中国に遅れること20年 英語民間試験延期で日本の教育改革はさらに5年遅れる!! 

日本の英語教育改革は5年遅れる

萩生田文部科学相の「身の丈」発言に端を発した、大学入学共通テストの英語民間試験を巡る騒動は、結局2024年度まで導入を延期することで幕を閉じた。今回の決定は受験生に大混乱を招くだけでなく、今後の日本の英語教育改革に大きな禍根を残すことになった。

筆者は先週ここで、「“つぎはぎだらけ”の改革でも、民間試験導入を止めるな」と書いた。すでに日本の英語教育は、ヨーロッパはもとより中韓より20年以上遅れ、タイやベトナムにも後塵を拝している。やっと動き出した英語教育改革の流れを、止めてはならなかったからだ。

さらに筆者は「『完璧な制度』を待っていては、新たな『失われた20年』が繰り返されるだけ」と書き、「受験生への救済措置は万全を期し、導入を延期してはならない。制度を見直しながら走るしか、日本の英語教育に残された道はないのだ」と主張した。しかし政治やメディアの「地域・経済格差」批判の大合唱を受け、民間試験導入は5年後に先送りされることになった。

世界のグローバル化が加速する中、改革が5年間行われないことは、今後の日本の英語教育にとって致命的だと言える。この決定を受け、対案無いまま批判を繰り返した野党やメディアは、さぞや溜飲を下げただろう。

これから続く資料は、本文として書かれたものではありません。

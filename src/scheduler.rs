//! Timer loop driving reconcile → analyze → execute.

use chrono::{Local, NaiveDate};
use std::sync::{Arc, Mutex};
use std::time::Duration;
use tokio::sync::watch;
use tokio::task::JoinHandle;
use tokio::time::{interval_at, Instant, MissedTickBehavior};

use crate::execution::TradeExecutor;
use crate::strategy::MarketAnalyzer;

const MIN_INTERVAL: Duration = Duration::from_secs(60);
const STOP_TIMEOUT: Duration = Duration::from_secs(3);

/// Supplies the calendar day the daily trade cap is keyed by
pub type DateSource = Arc<dyn Fn() -> NaiveDate + Send + Sync>;

fn local_date() -> NaiveDate {
    Local::now().date_naive()
}

/// Outcome of one analysis and trading cycle
#[derive(Debug, Clone, Default, PartialEq)]
pub struct CycleReport {
    /// Active trades found closed at the broker
    pub reconciled_closed: usize,
    pub signals: usize,
    /// Order ids placed this cycle
    pub executed: Vec<String>,
    pub duration: Duration,
}

struct CycleRunner {
    analyzer: MarketAnalyzer,
    executor: Arc<TradeExecutor>,
    today: DateSource,
    /// Day of the previous cycle
    last_day: Mutex<Option<NaiveDate>>,
}

impl CycleRunner {
    async fn run_cycle(&self) -> CycleReport {
        let started = std::time::Instant::now();
        tracing::info!(
            "🔄 Starting analysis cycle at {}",
            Local::now().format("%Y-%m-%d %H:%M:%S")
        );

        let today = (self.today)();
        self.roll_over_day(today).await;

        let reconciled_closed = self.executor.reconcile().await;
        let signals = self.analyzer.analyze_markets().await;

        let executed = if signals.is_empty() {
            tracing::info!("No trades executed - no signals");
            Vec::new()
        } else {
            let executed = self.executor.execute_at(&signals, today).await;
            tracing::info!(
                "Executed {} trade(s), {} today",
                executed.len(),
                self.executor.trades_on(today).await
            );
            executed
        };

        let report = CycleReport {
            reconciled_closed,
            signals: signals.len(),
            executed,
            duration: started.elapsed(),
        };

        tracing::info!(
            "Analysis cycle completed in {:.2}s ({} closed, {} signal(s), {} executed)",
            report.duration.as_secs_f64(),
            report.reconciled_closed,
            report.signals,
            report.executed.len()
        );

        report
    }

    async fn roll_over_day(&self, today: NaiveDate) {
        let previous = self
            .last_day
            .lock()
            .unwrap_or_else(|e| e.into_inner())
            .replace(today);

        if previous.is_some_and(|day| day != today) {
            self.executor.reset_daily_counter_at(today).await;
            tracing::info!("Daily trade counter reset for {}", today);
        }
    }
}

struct RunningLoop {
    handle: JoinHandle<()>,
    shutdown: watch::Sender<bool>,
}

/// Runs trading cycles on a fixed interval in a background task
pub struct Scheduler {
    runner: Arc<CycleRunner>,
    interval: Duration,
    running: Mutex<Option<RunningLoop>>,
}

impl Scheduler {
    /// `interval` below one minute is raised to one minute
    pub fn new(analyzer: MarketAnalyzer, executor: Arc<TradeExecutor>, interval: Duration) -> Self {
        let interval = interval.max(MIN_INTERVAL);
        tracing::info!("Scheduler initialized with interval: {:?}", interval);

        Self {
            runner: Arc::new(CycleRunner {
                analyzer,
                executor,
                today: Arc::new(local_date),
                last_day: Mutex::new(None),
            }),
            interval,
            running: Mutex::new(None),
        }
    }

    /// Key the daily cap by `today` instead of the local calendar date.
    ///
    /// Call before `start`; a running loop keeps its old source.
    pub fn with_date_source(mut self, today: impl Fn() -> NaiveDate + Send + Sync + 'static) -> Self {
        let runner = CycleRunner {
            analyzer: self.runner.analyzer.clone(),
            executor: self.runner.executor.clone(),
            today: Arc::new(today),
            last_day: Mutex::new(None),
        };
        self.runner = Arc::new(runner);
        self
    }

    pub fn interval(&self) -> Duration {
        self.interval
    }

    pub fn executor(&self) -> &Arc<TradeExecutor> {
        &self.runner.executor
    }

    /// Spawn the background loop; the first cycle runs immediately.
    ///
    /// Must be called from within a tokio runtime. Returns `false` (and does
    /// nothing) if the loop is already running.
    pub fn start(&self) -> bool {
        let mut running = self.running.lock().unwrap_or_else(|e| e.into_inner());

        if running.as_ref().is_some_and(|r| !r.handle.is_finished()) {
            tracing::warn!("Scheduler is already running");
            return false;
        }

        let (shutdown, shutdown_rx) = watch::channel(false);
        let handle = tokio::spawn(run_loop(self.runner.clone(), self.interval, shutdown_rx));
        *running = Some(RunningLoop { handle, shutdown });

        tracing::info!("Scheduler started");
        true
    }

    /// Signal the loop to stop and wait briefly for it to finish.
    ///
    /// An in-flight cycle is not interrupted; if it outlasts the wait the
    /// loop exits on its own once the cycle ends. Returns `false` if the
    /// loop was not running.
    pub async fn stop(&self) -> bool {
        let running = self
            .running
            .lock()
            .unwrap_or_else(|e| e.into_inner())
            .take();

        let Some(RunningLoop { handle, shutdown }) = running else {
            tracing::warn!("Scheduler is not running");
            return false;
        };

        let _ = shutdown.send(true);

        match tokio::time::timeout(STOP_TIMEOUT, handle).await {
            Ok(Ok(())) => {}
            Ok(Err(e)) => tracing::error!("Scheduler task ended abnormally: {}", e),
            Err(_) => tracing::warn!(
                "Scheduler did not stop within {:?}, letting current cycle finish",
                STOP_TIMEOUT
            ),
        }

        tracing::info!("Scheduler stopped");
        true
    }

    pub fn is_running(&self) -> bool {
        self.running
            .lock()
            .unwrap_or_else(|e| e.into_inner())
            .as_ref()
            .is_some_and(|r| !r.handle.is_finished())
    }

    /// Run one cycle on the caller's task
    pub async fn run_cycle(&self) -> CycleReport {
        self.runner.run_cycle().await
    }

    /// Run one cycle right away, outside the schedule, in its own task.
    ///
    /// Serialized against scheduled cycles by the executor's lock.
    pub fn run_now(&self) -> JoinHandle<CycleReport> {
        tracing::info!("Running immediate analysis cycle");
        let runner = self.runner.clone();
        tokio::spawn(async move { runner.run_cycle().await })
    }
}

async fn run_loop(runner: Arc<CycleRunner>, interval: Duration, mut shutdown: watch::Receiver<bool>) {
    tracing::info!("Scheduler loop started");

    let mut ticker = interval_at(Instant::now(), interval);
    ticker.set_missed_tick_behavior(MissedTickBehavior::Skip);

    loop {
        tokio::select! {
            _ = ticker.tick() => {}
            _ = shutdown.changed() => break,
        }

        // Own task so a panicking cycle cannot take the loop down with it
        let cycle = runner.clone();
        match tokio::spawn(async move { cycle.run_cycle().await }).await {
            Ok(_) => {}
            Err(e) if e.is_panic() => tracing::error!("❌ Analysis cycle panicked: {}", e),
            Err(e) => tracing::error!("❌ Analysis cycle aborted: {}", e),
        }

        if *shutdown.borrow() {
            break;
        }
        tracing::info!("Next analysis in {} minute(s)", interval.as_secs() / 60);
    }

    tracing::info!("Scheduler loop stopped");
}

取り残され困惑する教育現場や受験生のフォローを彼らはどう行い、これから5年続く改革の空白の責任をどう取るつもりなのだろうか。

大学受験の「地域・経済格差」は既にある

民間試験に対する「地域・経済格差」批判の中に、こんな試算があった。
「北海道稚内市から英検1級以上を目指す場合、札幌会場までの交通費+検定料+教材の合計が、約7万5千円かかる」
これを聞けば誰もが「ひどい。やはりやめるべきだ」と思うだろうし、共通テストの一教科の受験にこれだけの費用がかかるのは、「格差の拡大」と言われても仕方が無い。

だが振り返ってみれば、いまの大学受験は既に「格差の拡大」となっていないか。大学の受験料をみると、センター試験の受験料が1万2千円~1万8千円で、国公立大学の2次試験が1校あたり平均1万7千円。私立大学だと平均約3万5千円(歯学・医学系は4~6万円)となっており、これに願書請求に関わる費用がかかる(ベネッセ調べ)。

受験生は平均3~5校併願すると言われており、国公立と私立を併願すると受験料だけで10万円を超える。さらに遠方の大学を受験する場合には、交通費や宿泊費もかかるし、保護者が同行する場合は保護者の分も加わる。日本政策金融公庫によると(今年3月発表)、大学受験にかかる総費用は、国公立、私立ともに約38万円。入学しなかった併願校への納付金を合わせると約50万円に上る。

大学受験には既に「地域格差」と「経済格差」が、厳然として存在するのだ。民間試験を批判してきた人々は、いま大学受験にある「地域・経済格差」をどう見るのか。